**TASK INPUTS**
-=-=-=-=-

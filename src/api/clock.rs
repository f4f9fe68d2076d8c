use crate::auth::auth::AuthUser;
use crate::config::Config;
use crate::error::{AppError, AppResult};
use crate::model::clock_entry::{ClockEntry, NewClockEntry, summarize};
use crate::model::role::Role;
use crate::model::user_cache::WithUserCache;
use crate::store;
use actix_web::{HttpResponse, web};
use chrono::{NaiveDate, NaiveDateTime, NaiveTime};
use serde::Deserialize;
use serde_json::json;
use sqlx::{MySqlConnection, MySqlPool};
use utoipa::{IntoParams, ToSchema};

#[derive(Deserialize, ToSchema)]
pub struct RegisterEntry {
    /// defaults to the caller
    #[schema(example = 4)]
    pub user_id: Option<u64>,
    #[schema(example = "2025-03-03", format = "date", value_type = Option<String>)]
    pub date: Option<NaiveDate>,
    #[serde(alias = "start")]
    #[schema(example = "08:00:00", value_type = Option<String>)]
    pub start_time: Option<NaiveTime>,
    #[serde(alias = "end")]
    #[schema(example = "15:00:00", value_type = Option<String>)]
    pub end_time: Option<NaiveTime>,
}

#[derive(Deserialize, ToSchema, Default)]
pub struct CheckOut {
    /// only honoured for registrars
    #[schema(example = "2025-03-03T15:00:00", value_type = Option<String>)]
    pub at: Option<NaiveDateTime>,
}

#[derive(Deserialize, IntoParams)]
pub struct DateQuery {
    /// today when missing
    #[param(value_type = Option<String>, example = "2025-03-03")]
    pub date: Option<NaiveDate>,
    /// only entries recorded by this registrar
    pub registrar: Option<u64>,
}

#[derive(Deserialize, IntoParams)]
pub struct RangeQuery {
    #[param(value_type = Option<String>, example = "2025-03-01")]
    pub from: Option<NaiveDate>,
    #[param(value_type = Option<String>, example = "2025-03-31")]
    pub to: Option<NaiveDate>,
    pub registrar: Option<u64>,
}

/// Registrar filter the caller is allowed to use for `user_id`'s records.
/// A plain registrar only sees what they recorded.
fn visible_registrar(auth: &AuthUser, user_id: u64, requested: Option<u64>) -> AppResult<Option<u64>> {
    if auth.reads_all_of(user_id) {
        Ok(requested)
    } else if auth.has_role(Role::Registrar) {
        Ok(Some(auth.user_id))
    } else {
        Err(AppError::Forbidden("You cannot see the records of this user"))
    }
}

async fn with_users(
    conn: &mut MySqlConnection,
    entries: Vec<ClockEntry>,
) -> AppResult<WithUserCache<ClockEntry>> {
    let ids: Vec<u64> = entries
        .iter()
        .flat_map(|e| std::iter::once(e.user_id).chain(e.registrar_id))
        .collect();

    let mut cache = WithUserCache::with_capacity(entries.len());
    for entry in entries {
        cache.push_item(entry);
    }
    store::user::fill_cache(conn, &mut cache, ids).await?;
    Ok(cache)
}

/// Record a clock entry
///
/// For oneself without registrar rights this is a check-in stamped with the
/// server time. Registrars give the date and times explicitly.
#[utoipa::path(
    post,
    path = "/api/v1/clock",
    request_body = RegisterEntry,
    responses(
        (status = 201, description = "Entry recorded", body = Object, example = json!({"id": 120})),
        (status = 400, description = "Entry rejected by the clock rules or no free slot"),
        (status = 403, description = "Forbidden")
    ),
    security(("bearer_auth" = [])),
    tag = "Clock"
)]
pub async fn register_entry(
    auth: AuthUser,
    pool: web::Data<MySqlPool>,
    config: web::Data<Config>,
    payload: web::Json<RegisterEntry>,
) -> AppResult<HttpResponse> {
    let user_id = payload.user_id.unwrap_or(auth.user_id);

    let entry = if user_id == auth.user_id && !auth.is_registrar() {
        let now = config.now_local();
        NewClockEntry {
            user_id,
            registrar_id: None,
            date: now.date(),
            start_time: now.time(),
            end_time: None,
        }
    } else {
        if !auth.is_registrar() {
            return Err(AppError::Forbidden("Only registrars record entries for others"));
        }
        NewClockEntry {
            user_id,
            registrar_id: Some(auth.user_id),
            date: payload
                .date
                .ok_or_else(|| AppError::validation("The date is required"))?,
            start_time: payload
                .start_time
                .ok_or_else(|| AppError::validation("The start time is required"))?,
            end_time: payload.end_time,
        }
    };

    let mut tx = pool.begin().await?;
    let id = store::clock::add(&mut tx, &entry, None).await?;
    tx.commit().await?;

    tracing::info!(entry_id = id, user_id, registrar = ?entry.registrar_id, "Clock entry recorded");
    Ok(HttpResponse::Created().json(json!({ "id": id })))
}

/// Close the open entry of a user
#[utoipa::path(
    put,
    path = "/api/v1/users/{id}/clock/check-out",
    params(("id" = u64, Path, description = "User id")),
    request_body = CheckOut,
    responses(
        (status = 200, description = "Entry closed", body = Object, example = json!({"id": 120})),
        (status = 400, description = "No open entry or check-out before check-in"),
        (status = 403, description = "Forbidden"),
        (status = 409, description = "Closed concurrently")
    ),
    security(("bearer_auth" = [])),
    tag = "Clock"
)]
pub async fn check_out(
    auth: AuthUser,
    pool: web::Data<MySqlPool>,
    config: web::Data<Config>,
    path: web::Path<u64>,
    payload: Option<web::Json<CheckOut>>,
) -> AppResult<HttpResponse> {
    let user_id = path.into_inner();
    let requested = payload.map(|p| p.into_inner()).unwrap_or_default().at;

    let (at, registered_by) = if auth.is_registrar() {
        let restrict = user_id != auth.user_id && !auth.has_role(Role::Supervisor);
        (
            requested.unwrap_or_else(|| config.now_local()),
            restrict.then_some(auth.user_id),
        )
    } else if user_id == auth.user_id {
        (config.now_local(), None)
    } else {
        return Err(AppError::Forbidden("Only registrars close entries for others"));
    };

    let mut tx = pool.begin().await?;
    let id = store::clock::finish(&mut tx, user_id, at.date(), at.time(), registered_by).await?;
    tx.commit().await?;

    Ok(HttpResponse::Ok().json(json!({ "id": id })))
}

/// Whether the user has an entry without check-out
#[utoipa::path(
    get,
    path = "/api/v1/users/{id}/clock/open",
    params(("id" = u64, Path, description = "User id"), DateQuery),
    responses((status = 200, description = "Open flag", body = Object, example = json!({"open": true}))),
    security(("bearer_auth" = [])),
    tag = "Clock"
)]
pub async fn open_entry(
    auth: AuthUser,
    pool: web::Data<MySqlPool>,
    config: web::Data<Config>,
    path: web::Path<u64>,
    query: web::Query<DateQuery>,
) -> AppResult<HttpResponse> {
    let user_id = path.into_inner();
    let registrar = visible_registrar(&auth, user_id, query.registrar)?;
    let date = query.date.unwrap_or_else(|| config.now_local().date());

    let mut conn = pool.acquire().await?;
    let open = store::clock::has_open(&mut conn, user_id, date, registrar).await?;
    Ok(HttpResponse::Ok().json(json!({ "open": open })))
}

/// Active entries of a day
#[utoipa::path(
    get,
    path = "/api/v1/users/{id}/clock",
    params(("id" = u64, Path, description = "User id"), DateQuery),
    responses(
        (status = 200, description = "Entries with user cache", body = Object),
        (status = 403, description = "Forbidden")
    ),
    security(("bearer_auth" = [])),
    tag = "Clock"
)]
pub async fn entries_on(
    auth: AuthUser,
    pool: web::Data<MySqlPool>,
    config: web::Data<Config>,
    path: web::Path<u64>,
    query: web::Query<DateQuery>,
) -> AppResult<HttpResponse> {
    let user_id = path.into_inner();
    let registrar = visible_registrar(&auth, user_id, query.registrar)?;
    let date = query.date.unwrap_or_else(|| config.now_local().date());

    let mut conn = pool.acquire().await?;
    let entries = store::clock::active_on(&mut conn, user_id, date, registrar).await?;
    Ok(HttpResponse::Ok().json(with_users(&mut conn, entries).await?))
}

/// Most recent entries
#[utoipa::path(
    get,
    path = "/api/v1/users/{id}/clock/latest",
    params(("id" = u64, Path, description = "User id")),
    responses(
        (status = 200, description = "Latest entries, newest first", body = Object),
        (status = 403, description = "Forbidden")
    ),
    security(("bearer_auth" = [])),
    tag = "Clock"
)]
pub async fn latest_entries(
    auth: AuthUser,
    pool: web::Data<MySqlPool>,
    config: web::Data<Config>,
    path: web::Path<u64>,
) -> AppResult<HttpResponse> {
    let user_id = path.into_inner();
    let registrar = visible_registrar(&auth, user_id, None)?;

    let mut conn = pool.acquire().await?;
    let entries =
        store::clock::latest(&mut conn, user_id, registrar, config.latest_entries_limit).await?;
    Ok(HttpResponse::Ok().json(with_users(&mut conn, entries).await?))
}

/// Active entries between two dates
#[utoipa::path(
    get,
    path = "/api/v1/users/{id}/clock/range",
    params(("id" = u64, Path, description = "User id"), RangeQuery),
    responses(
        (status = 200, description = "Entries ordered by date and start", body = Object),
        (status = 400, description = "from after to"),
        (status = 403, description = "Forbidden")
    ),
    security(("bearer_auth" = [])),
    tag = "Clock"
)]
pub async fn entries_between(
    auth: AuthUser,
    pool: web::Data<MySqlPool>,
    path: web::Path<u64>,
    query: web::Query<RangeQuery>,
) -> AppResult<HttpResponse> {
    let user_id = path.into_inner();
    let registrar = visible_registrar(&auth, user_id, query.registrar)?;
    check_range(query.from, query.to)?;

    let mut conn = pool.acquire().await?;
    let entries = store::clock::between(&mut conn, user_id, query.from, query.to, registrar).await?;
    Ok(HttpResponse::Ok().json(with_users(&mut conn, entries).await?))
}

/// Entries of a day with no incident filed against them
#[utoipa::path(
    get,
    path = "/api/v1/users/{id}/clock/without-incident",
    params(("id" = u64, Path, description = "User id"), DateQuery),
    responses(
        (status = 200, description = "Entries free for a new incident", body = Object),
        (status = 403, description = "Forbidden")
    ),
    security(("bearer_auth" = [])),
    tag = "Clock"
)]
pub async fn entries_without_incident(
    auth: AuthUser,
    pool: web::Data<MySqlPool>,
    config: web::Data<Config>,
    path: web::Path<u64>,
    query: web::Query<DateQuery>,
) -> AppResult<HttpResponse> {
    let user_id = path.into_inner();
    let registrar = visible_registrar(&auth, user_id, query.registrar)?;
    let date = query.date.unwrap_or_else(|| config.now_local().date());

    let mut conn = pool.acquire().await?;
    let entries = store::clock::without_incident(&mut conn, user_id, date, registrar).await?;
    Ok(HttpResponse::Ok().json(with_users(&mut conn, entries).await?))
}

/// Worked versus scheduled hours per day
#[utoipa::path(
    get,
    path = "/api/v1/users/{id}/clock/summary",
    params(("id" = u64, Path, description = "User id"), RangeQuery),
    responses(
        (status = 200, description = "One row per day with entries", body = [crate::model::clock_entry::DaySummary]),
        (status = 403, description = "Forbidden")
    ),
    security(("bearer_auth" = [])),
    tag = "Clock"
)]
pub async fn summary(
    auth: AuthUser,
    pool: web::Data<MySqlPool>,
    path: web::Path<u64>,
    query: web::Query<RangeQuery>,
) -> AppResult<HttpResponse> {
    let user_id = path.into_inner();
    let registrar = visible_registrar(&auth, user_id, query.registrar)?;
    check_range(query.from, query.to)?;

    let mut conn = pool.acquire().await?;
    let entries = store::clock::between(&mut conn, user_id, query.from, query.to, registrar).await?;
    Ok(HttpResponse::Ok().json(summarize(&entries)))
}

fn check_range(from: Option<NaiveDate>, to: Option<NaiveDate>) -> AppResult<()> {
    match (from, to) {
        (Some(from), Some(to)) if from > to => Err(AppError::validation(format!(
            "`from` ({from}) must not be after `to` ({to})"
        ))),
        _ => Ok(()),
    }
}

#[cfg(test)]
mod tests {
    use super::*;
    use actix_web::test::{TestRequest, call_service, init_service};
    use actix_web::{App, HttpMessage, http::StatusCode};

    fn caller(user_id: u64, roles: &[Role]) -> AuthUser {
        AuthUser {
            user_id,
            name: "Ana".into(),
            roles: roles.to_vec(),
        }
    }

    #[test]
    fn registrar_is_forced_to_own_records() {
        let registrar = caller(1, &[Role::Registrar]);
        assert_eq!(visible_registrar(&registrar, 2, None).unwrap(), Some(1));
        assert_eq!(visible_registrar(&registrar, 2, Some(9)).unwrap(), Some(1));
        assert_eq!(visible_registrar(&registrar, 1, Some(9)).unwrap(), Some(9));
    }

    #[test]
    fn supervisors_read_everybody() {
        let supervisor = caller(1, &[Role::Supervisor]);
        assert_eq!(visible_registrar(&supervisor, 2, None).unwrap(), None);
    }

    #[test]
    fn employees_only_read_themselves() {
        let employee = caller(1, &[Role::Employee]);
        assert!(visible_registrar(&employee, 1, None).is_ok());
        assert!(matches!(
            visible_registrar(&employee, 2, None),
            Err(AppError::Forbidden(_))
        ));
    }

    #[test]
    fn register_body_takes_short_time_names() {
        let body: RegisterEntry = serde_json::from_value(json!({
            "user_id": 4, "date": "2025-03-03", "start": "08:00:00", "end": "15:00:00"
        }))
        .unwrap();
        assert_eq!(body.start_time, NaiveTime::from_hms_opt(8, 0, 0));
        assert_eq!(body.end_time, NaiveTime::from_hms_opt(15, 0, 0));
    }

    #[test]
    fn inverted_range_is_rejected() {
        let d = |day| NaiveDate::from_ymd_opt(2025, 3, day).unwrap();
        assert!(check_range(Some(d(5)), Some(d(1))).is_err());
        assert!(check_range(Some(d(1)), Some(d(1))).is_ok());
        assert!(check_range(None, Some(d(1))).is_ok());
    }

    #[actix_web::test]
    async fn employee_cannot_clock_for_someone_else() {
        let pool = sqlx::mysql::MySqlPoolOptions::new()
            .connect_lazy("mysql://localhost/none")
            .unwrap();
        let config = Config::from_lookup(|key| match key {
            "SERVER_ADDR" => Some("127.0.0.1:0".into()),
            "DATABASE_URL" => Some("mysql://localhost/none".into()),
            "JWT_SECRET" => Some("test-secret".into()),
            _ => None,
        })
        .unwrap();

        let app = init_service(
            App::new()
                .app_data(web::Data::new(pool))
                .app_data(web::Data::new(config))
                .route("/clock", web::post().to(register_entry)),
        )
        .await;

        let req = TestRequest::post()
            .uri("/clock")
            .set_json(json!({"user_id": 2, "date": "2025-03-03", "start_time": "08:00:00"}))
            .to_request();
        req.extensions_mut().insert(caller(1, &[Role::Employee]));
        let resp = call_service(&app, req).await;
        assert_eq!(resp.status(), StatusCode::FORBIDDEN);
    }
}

-=-=-=-=-

**EXERCISE DIRECTIONS**
The answer should be one number, namely how many lines of the entries above include the string "struct".

**ANSWER BOX**
4